I didn’t do that. I did the first one. I had this thought in the middle of the night… I shall walk to all the Cathedrals, one after another, praying, that would be lovely! I got out of bed, then and there and started by counting the Anglican cathedrals in England and then began to plan a route. And then a few days later I started to tell people, ‘I’ve had this thought, that I shall make a pilgrimage, to all 42 Anglican cathedrals in England, on foot… doesn’t that sound lovely?’

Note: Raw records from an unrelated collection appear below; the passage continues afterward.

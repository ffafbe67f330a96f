// This Source Code Form is subject to the terms of the Mozilla Public
// License, v. 2.0. If a copy of the MPL was not distributed with this
// file, You can obtain one at https://mozilla.org/MPL/2.0/.

use async_trait::async_trait;
use serde::de::DeserializeOwned;
use tracing::{debug, warn};
use url::Url;

use crate::error::CatalogError;
use crate::http::HttpClient;
use crate::model::{EpisodeRecord, PodcastMetadata, Profile};

use super::{Catalog, sort_newest_first};

const PODCAST_COLUMNS: &str = "*,categories(name)";
const PROFILE_COLUMNS: &str = "email,first_name,last_name";

/// Catalog reading rows from a PostgREST-style HTTP API
///
/// Rows are fetched from the `podcasts`, `profiles` and `episodes` tables
/// with `column=eq.value` filters.
#[derive(Clone)]
pub struct RestCatalog<C: HttpClient> {
    client: C,
    base_url: Url,
    api_key: Option<String>,
}

impl<C: HttpClient> RestCatalog<C> {
    /// `base_url` is the REST root, e.g. `https://db.example.com/rest/v1`
    pub fn new(client: C, base_url: &str, api_key: Option<String>) -> Result<Self, CatalogError> {
        let mut base_url = Url::parse(base_url)?;
        if !base_url.path().ends_with('/') {
            let path = format!("{}/", base_url.path());
            base_url.set_path(&path);
        }

        Ok(Self {
            client,
            base_url,
            api_key: api_key.filter(|k| !k.is_empty()),
        })
    }

    fn table_url(&self, table: &str, query: &[(&str, &str)]) -> Result<Url, CatalogError> {
        let mut url = self.base_url.join(table)?;
        url.query_pairs_mut().extend_pairs(query);
        Ok(url)
    }

    async fn fetch_rows<T: DeserializeOwned>(&self, url: &Url) -> Result<Vec<T>, CatalogError> {
        let bearer = self.api_key.as_ref().map(|key| format!("Bearer {key}"));
        let mut headers = vec![("Accept", "application/json")];
        if let (Some(key), Some(bearer)) = (&self.api_key, &bearer) {
            headers.push(("apikey", key.as_str()));
            headers.push(("Authorization", bearer.as_str()));
        }

        debug!(%url, "Fetching catalog rows");
        let response = self
            .client
            .get(url.as_str(), &headers)
            .await
            .map_err(|e| CatalogError::RequestFailed {
                url: url.to_string(),
                source: e,
            })?;

        if response.status >= 400 {
            return Err(CatalogError::HttpStatus {
                url: url.to_string(),
                status: response.status,
            });
        }

        serde_json::from_slice(&response.body).map_err(|e| CatalogError::DecodeFailed {
            url: url.to_string(),
            source: e,
        })
    }

    /// Fill a missing owner from the podcast's profile row
    async fn complete_owner(&self, podcast: &mut PodcastMetadata) {
        if podcast.owner.email.is_some() {
            return;
        }
        let Some(user_id) = podcast.user_id.clone() else {
            return;
        };

        let filter = format!("eq.{user_id}");
        let profile = match self.table_url(
            "profiles",
            &[("select", PROFILE_COLUMNS), ("id", filter.as_str()), ("limit", "1")],
        ) {
            Ok(url) => self.fetch_rows::<Profile>(&url).await,
            Err(e) => Err(e),
        };

        match profile {
            Ok(rows) => {
                if let Some(profile) = rows.into_iter().next() {
                    if podcast.owner.name.is_none() {
                        podcast.owner.name = profile.full_name();
                    }
                    podcast.owner.email = profile.email;
                }
            }
            Err(e) => warn!(slug = %podcast.slug, error = %e, "Failed to load owner profile"),
        }
    }
}

#[async_trait]
impl<C: HttpClient> Catalog for RestCatalog<C> {
    async fn podcast(&self, slug: &str) -> Result<Option<PodcastMetadata>, CatalogError> {
        let filter = format!("eq.{slug}");
        let url = self.table_url(
            "podcasts",
            &[
                ("select", PODCAST_COLUMNS),
                ("podcast_slug", filter.as_str()),
                ("limit", "1"),
            ],
        )?;

        let rows: Vec<PodcastMetadata> = self.fetch_rows(&url).await?;
        let Some(mut podcast) = rows.into_iter().next() else {
            return Ok(None);
        };

        self.complete_owner(&mut podcast).await;
        Ok(Some(podcast))
    }

    async fn episodes(&self, slug: &str) -> Result<Vec<EpisodeRecord>, CatalogError> {
        let filter = format!("eq.{slug}");
        let url = self.table_url(
            "episodes",
            &[
                ("select", "*"),
                ("podcast_slug", filter.as_str()),
                ("order", "publication_date.desc"),
            ],
        )?;

        let mut episodes: Vec<EpisodeRecord> = self.fetch_rows(&url).await?;
        sort_newest_first(&mut episodes);
        Ok(episodes)
    }
}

I expected people to say ‘No Jemma, that sounds ambitious and vainglorious, and also tiring and rather silly.’ I expected then to have to explain that it was actually a lovely idea and I wanted to do it whether or not they liked it. But actually the response was gently encouraging… yes, it DOES sound lovely.

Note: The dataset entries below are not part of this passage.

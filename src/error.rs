use std::path::PathBuf;

use axum::http::StatusCode;
use axum::response::{IntoResponse, Response};
use thiserror::Error;

/// Errors that can occur while assembling or checking a feed document
#[derive(Error, Debug)]
pub enum FeedError {
    #[error("Episode '{title}' has an invalid enclosure URL '{url}': {reason}")]
    InvalidEnclosureUrl {
        title: String,
        url: String,
        reason: String,
    },

    #[error("Invalid URL '{url}': {reason}")]
    InvalidUrl { url: String, reason: String },

    #[error("Failed to write feed XML: {0}")]
    Write(#[from] std::io::Error),

    #[error("Failed to write feed XML: {0}")]
    Xml(#[from] quick_xml::Error),

    #[error("Feed output is not valid UTF-8: {0}")]
    Utf8(#[from] std::string::FromUtf8Error),

    #[error("Failed to fingerprint feed inputs: {0}")]
    Fingerprint(#[from] serde_json::Error),

    #[error("Rendered RSS feed does not parse: {0}")]
    RssCheckFailed(#[from] rss::Error),

    #[error("Rendered Atom feed does not parse: {0}")]
    AtomCheckFailed(#[from] atom_syndication::Error),
}

/// Errors that can occur when loading podcasts and episodes from a catalog
#[derive(Error, Debug)]
pub enum CatalogError {
    #[error("Request to {url} failed: {source}")]
    RequestFailed {
        url: String,
        #[source]
        source: reqwest::Error,
    },

    #[error("HTTP error {status} for {url}")]
    HttpStatus { url: String, status: u16 },

    #[error("Failed to decode catalog response from {url}: {source}")]
    DecodeFailed {
        url: String,
        #[source]
        source: serde_json::Error,
    },

    #[error("Failed to read catalog file {path}: {source}")]
    FileReadFailed {
        path: PathBuf,
        #[source]
        source: std::io::Error,
    },

    #[error("Failed to parse catalog file {path}: {source}")]
    FileParseFailed {
        path: PathBuf,
        #[source]
        source: serde_json::Error,
    },

    #[error("Invalid catalog URL: {0}")]
    InvalidUrl(#[from] url::ParseError),
}

/// Errors raised while building the site configuration
#[derive(Error, Debug)]
pub enum ConfigError {
    #[error("Invalid {name} '{value}': {source}")]
    InvalidUrl {
        name: &'static str,
        value: String,
        #[source]
        source: url::ParseError,
    },

    #[error("{name} must be an http or https URL, got '{value}'")]
    UnsupportedScheme { name: &'static str, value: String },
}

/// Errors surfaced by the feed service as HTTP responses
#[derive(Error, Debug)]
pub enum AppError {
    #[error("Podcast not found or could not generate feed")]
    NotFound,

    #[error("Failed to render feed: {0}")]
    Render(#[from] FeedError),
}

impl IntoResponse for AppError {
    fn into_response(self) -> Response {
        let status = match self {
            AppError::NotFound => StatusCode::NOT_FOUND,
            AppError::Render(_) => StatusCode::INTERNAL_SERVER_ERROR,
        };

        (status, self.to_string()).into_response()
    }
}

So now I’m mildly confused… I had not intended to tell anyone till I was ready, and had thought everyone would raise their eyebrows and tell me I was being unrealistic, and I would show them with sensible plans and figures that I was being perfectly practical…
…instead everyone (and by ‘everyone’ I mean my husband, my fellow ordinands, and a couple of monks) has agreed it is a lovely idea… so now I am the only one who is slightly concerned that this idea seems utterly impractical and wonders how and if I am actually going to go ahead.
What is certain is that I shall keep planning, with my husband’s help, and sort of just get on with it.
A piece of me wonders if I am recieving the sort of encouragement which is given freely as it seems to bear no relation to reality. ‘You’re going to build a chocolate hospital so that poorly butterflies can recuperate? That’s lovely Sammy dear, go ahead.’ (Actually as I write that, I realise a hospital for sick lepidopterae would be better made of sugar as that MIGHT actually have some restorative properties.)… oh dear, there have been so many silly ideas by clergy, so many eccentric clerics over time that the chances are I will be one of them.
But as long as God knows, and I remember, it’s about him and about his people, and about all our walk together… then the planning really doesn’t matter that much -but I shall do it anyway, so that when I fail I know it’s what God meant to happen, not the result of halfheartedness.